Here, Washington later engaged in military operations from Fort Necessity at  Braddock’s Field (Braddock).

Mifflin Township’s original boundaries began at the mouth of Streets Run (Six  Mile Ferry), up the Monongahela River to the line of Washington County and by  that said line to the line of Saint Clair Township. Streets Run was at Hays (now  the 31st Ward of the City of Pittsburgh). It covered more than twelve miles  along the river.

Mifflin Township included Hays, West Homestead, Munhall, Whitaker, Duquesne,  Dravosburg, Lincoln Place, Jefferson Hills, Pleasant Hills and part of Baldwin.  A series of annexations and secessions reduced it to 14.35 square miles.

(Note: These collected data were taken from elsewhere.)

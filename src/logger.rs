//! Structured logging system with visual formatting.
//!
//! This module provides the pipe-drawn log style used throughout suncontact.
//! Every accessory event, configuration write and scheduling decision is
//! reported through these macros so that the daemon's output reads as one
//! continuous block diagram.
//!
//! The logger supports runtime enable/disable functionality for quiet operation
//! during automated processes or testing, and an optional wall-clock prefix for
//! long-running daemon output.

use std::io::Write;
use std::sync::atomic::{AtomicBool, Ordering};

// Use an AtomicBool instead of thread_local for thread safety
static LOGGING_ENABLED: AtomicBool = AtomicBool::new(true);

// Prefix every line with the local wall-clock time
static TIMESTAMPS_ENABLED: AtomicBool = AtomicBool::new(false);

/// Main logging interface providing structured output formatting.
///
/// ## Logging Conventions
///
/// - **`log_block_start!`**: starts a new conceptual block (accessory created,
///   timer fired, configuration written). Prints an empty pipe `┃` for spacing,
///   then `┣ message`.
/// - **`log_decorated!`**: a line belonging to the current block, `┣ message`.
/// - **`log_indented!`**: nested detail for the line above, `┃   message`.
/// - **`log_pipe!`**: a single empty `┃` line, used before `log_warning!`,
///   `log_error!`, `log_info!` or `log_debug!` when they open a block.
/// - **`log_version!`**: the startup header, `┏ suncontact vX.Y.Z ━━╸`.
/// - **`log_end!`**: the final termination marker, `╹`.
/// - **`log_info!`, `log_warning!`, `log_error!`, `log_debug!`, `log_critical!`**:
///   semantic messages with a colored `[LEVEL]` prefix.
pub struct Log;

impl Log {
    /// Enable or disable logging temporarily.
    ///
    /// This is useful for quiet operation during automated processes
    /// or testing where log output would interfere with results.
    pub fn set_enabled(enabled: bool) {
        LOGGING_ENABLED.store(enabled, Ordering::SeqCst);
    }

    /// Check if logging is currently enabled.
    pub fn is_enabled() -> bool {
        LOGGING_ENABLED.load(Ordering::SeqCst)
    }

    /// Enable or disable the `[HH:MM:SS]` prefix on every line.
    pub fn set_timestamps(enabled: bool) {
        TIMESTAMPS_ENABLED.store(enabled, Ordering::SeqCst);
    }

    /// Get the timestamp prefix for the current line.
    ///
    /// Returns an empty string unless timestamps were enabled with
    /// [`Log::set_timestamps`]. Public for macro access.
    pub fn get_timestamp_prefix() -> String {
        if TIMESTAMPS_ENABLED.load(Ordering::SeqCst) {
            format!("[{}] ", chrono::Local::now().format("%H:%M:%S"))
        } else {
            String::new()
        }
    }
}

// Public function that routes output (needed by macros)
pub fn write_output(text: &str) {
    print!("{text}");
    let _ = std::io::stdout().flush();
}

// # Logging Macros

/// Log a decorated message, typically as part of an existing block or for standalone emphasis.
#[macro_export]
macro_rules! log_decorated {
    // Format string literal (with or without args) - always pass through format!
    ($fmt:literal $($arg:tt)*) => {{
        use $crate::logger::Log;
        if Log::is_enabled() {
            let prefix = Log::get_timestamp_prefix();
            let message = format!($fmt $($arg)*);
            let formatted = format!("{prefix}┣ {message}\n");
            $crate::logger::write_output(&formatted);
        }
    }};
    // Non-literal expression - convert to string
    ($expr:expr) => {{
        use $crate::logger::Log;
        if Log::is_enabled() {
            let prefix = Log::get_timestamp_prefix();
            let expr = $expr;
            let formatted = format!("{prefix}┣ {expr}\n");
            $crate::logger::write_output(&formatted);
        }
    }};
}

/// Log an indented message for sub-items or details within a block.
#[macro_export]
macro_rules! log_indented {
    ($fmt:literal $($arg:tt)*) => {{
        use $crate::logger::Log;
        if Log::is_enabled() {
            let prefix = Log::get_timestamp_prefix();
            let message = format!($fmt $($arg)*);
            let formatted = format!("{prefix}┃   {message}\n");
            $crate::logger::write_output(&formatted);
        }
    }};
    ($expr:expr) => {{
        use $crate::logger::Log;
        if Log::is_enabled() {
            let prefix = Log::get_timestamp_prefix();
            let expr = $expr;
            let formatted = format!("{prefix}┃   {expr}\n");
            $crate::logger::write_output(&formatted);
        }
    }};
}

/// Log a visual pipe separator for vertical spacing.
#[macro_export]
macro_rules! log_pipe {
    () => {{
        use $crate::logger::Log;
        if Log::is_enabled() {
            let prefix = Log::get_timestamp_prefix();
            let formatted = format!("{prefix}┃\n");
            $crate::logger::write_output(&formatted);
        }
    }};
}

/// Log a block start message, initiating a new conceptual block of information.
#[macro_export]
macro_rules! log_block_start {
    ($fmt:literal $($arg:tt)*) => {{
        use $crate::logger::Log;
        if Log::is_enabled() {
            let prefix = Log::get_timestamp_prefix();
            let message = format!($fmt $($arg)*);
            let formatted = format!("{prefix}┃\n{prefix}┣ {message}\n");
            $crate::logger::write_output(&formatted);
        }
    }};
    ($expr:expr) => {{
        use $crate::logger::Log;
        if Log::is_enabled() {
            let prefix = Log::get_timestamp_prefix();
            let expr = $expr;
            let formatted = format!("{prefix}┃\n{prefix}┣ {expr}\n");
            $crate::logger::write_output(&formatted);
        }
    }};
}

/// Log the application version header.
#[macro_export]
macro_rules! log_version {
    () => {{
        use $crate::logger::Log;
        if Log::is_enabled() {
            let prefix = Log::get_timestamp_prefix();
            let version = env!("CARGO_PKG_VERSION");
            let formatted = format!("{prefix}┏ suncontact v{version} ━━╸\n");
            $crate::logger::write_output(&formatted);
        }
    }};
}

/// Log the final termination marker.
#[macro_export]
macro_rules! log_end {
    () => {{
        use $crate::logger::Log;
        if Log::is_enabled() {
            let prefix = Log::get_timestamp_prefix();
            let formatted = format!("{prefix}╹\n");
            $crate::logger::write_output(&formatted);
        }
    }};
}

/// Log a warning message with pipe prefix and yellow-colored text.
#[macro_export]
macro_rules! log_warning {
    ($fmt:literal $($arg:tt)*) => {{
        use $crate::logger::Log;
        if Log::is_enabled() {
            let prefix = Log::get_timestamp_prefix();
            let message = format!($fmt $($arg)*);
            let formatted = format!("{prefix}┣[\x1b[33mWARNING\x1b[0m] {message}\n");
            $crate::logger::write_output(&formatted);
        }
    }};
    ($expr:expr) => {{
        use $crate::logger::Log;
        if Log::is_enabled() {
            let prefix = Log::get_timestamp_prefix();
            let expr = $expr;
            let formatted = format!("{prefix}┣[\x1b[33mWARNING\x1b[0m] {expr}\n");
            $crate::logger::write_output(&formatted);
        }
    }};
}

/// Log an error message with pipe prefix and red-colored text.
#[macro_export]
macro_rules! log_error {
    ($fmt:literal $($arg:tt)*) => {{
        use $crate::logger::Log;
        if Log::is_enabled() {
            let prefix = Log::get_timestamp_prefix();
            let message = format!($fmt $($arg)*);
            let formatted = format!("{prefix}┣[\x1b[31mERROR\x1b[0m] {message}\n");
            $crate::logger::write_output(&formatted);
        }
    }};
    ($expr:expr) => {{
        use $crate::logger::Log;
        if Log::is_enabled() {
            let prefix = Log::get_timestamp_prefix();
            let expr = $expr;
            let formatted = format!("{prefix}┣[\x1b[31mERROR\x1b[0m] {expr}\n");
            $crate::logger::write_output(&formatted);
        }
    }};
}

/// Log an error message with a pipe prefix and terminal corner.
/// Used when the error ends the program's flow.
#[macro_export]
macro_rules! log_error_exit {
    ($fmt:literal $($arg:tt)*) => {{
        use $crate::logger::Log;
        if Log::is_enabled() {
            let prefix = Log::get_timestamp_prefix();
            let message = format!($fmt $($arg)*);
            let formatted = format!("{prefix}┃\n{prefix}┗[\x1b[31mERROR\x1b[0m] {message}\n");
            $crate::logger::write_output(&formatted);
        }
    }};
    ($expr:expr) => {{
        use $crate::logger::Log;
        if Log::is_enabled() {
            let prefix = Log::get_timestamp_prefix();
            let expr = $expr;
            let formatted = format!("{prefix}┃\n{prefix}┗[\x1b[31mERROR\x1b[0m] {expr}\n");
            $crate::logger::write_output(&formatted);
        }
    }};
}

/// Log an informational message with pipe prefix and green-colored text.
#[macro_export]
macro_rules! log_info {
    ($fmt:literal $($arg:tt)*) => {{
        use $crate::logger::Log;
        if Log::is_enabled() {
            let prefix = Log::get_timestamp_prefix();
            let message = format!($fmt $($arg)*);
            let formatted = format!("{prefix}┣[\x1b[32mINFO\x1b[0m] {message}\n");
            $crate::logger::write_output(&formatted);
        }
    }};
    ($expr:expr) => {{
        use $crate::logger::Log;
        if Log::is_enabled() {
            let prefix = Log::get_timestamp_prefix();
            let expr = $expr;
            let formatted = format!("{prefix}┣[\x1b[32mINFO\x1b[0m] {expr}\n");
            $crate::logger::write_output(&formatted);
        }
    }};
}

/// Log a debug/operational message with pipe prefix and green-colored text.
#[macro_export]
macro_rules! log_debug {
    ($fmt:literal $($arg:tt)*) => {{
        use $crate::logger::Log;
        if Log::is_enabled() {
            let prefix = Log::get_timestamp_prefix();
            let message = format!($fmt $($arg)*);
            let formatted = format!("{prefix}┣[\x1b[32mDEBUG\x1b[0m] {message}\n");
            $crate::logger::write_output(&formatted);
        }
    }};
    ($expr:expr) => {{
        use $crate::logger::Log;
        if Log::is_enabled() {
            let prefix = Log::get_timestamp_prefix();
            let expr = $expr;
            let formatted = format!("{prefix}┣[\x1b[32mDEBUG\x1b[0m] {expr}\n");
            $crate::logger::write_output(&formatted);
        }
    }};
}

/// Log a critical message with pipe prefix and red-colored text.
#[macro_export]
macro_rules! log_critical {
    ($fmt:literal $($arg:tt)*) => {{
        use $crate::logger::Log;
        if Log::is_enabled() {
            let prefix = Log::get_timestamp_prefix();
            let message = format!($fmt $($arg)*);
            let formatted = format!("{prefix}┣[\x1b[31mCRITICAL\x1b[0m] {message}\n");
            $crate::logger::write_output(&formatted);
        }
    }};
    ($expr:expr) => {{
        use $crate::logger::Log;
        if Log::is_enabled() {
            let prefix = Log::get_timestamp_prefix();
            let expr = $expr;
            let formatted = format!("{prefix}┣[\x1b[31mCRITICAL\x1b[0m] {expr}\n");
            $crate::logger::write_output(&formatted);
        }
    }};
}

In 1938, the Township Commissioners went to Harrisburg and were influential  in getting the passage of Act #333 of the 1941 Session of the General Assembly, engaging Mifflin Township to incorporate as a Borough. It was the first time an  entire township became a borough. Mifflin Township ceased to exist as of January  3, 1944 – after 156 years. West Mifflin was incorporated as a borough January 3, 1944.

West Mifflin Borough’s perimeter is somewhat irregular. The shape is elongated, resembling an hourglass with the narrowest portion at the approximate center squeezed between Pittsburgh and Dravosburg. Due to the fact that there is  a Mifflin County in central Pennsylvania and a town named Mifflin in Juniata  County, the prefix “West” was added to our new Borough.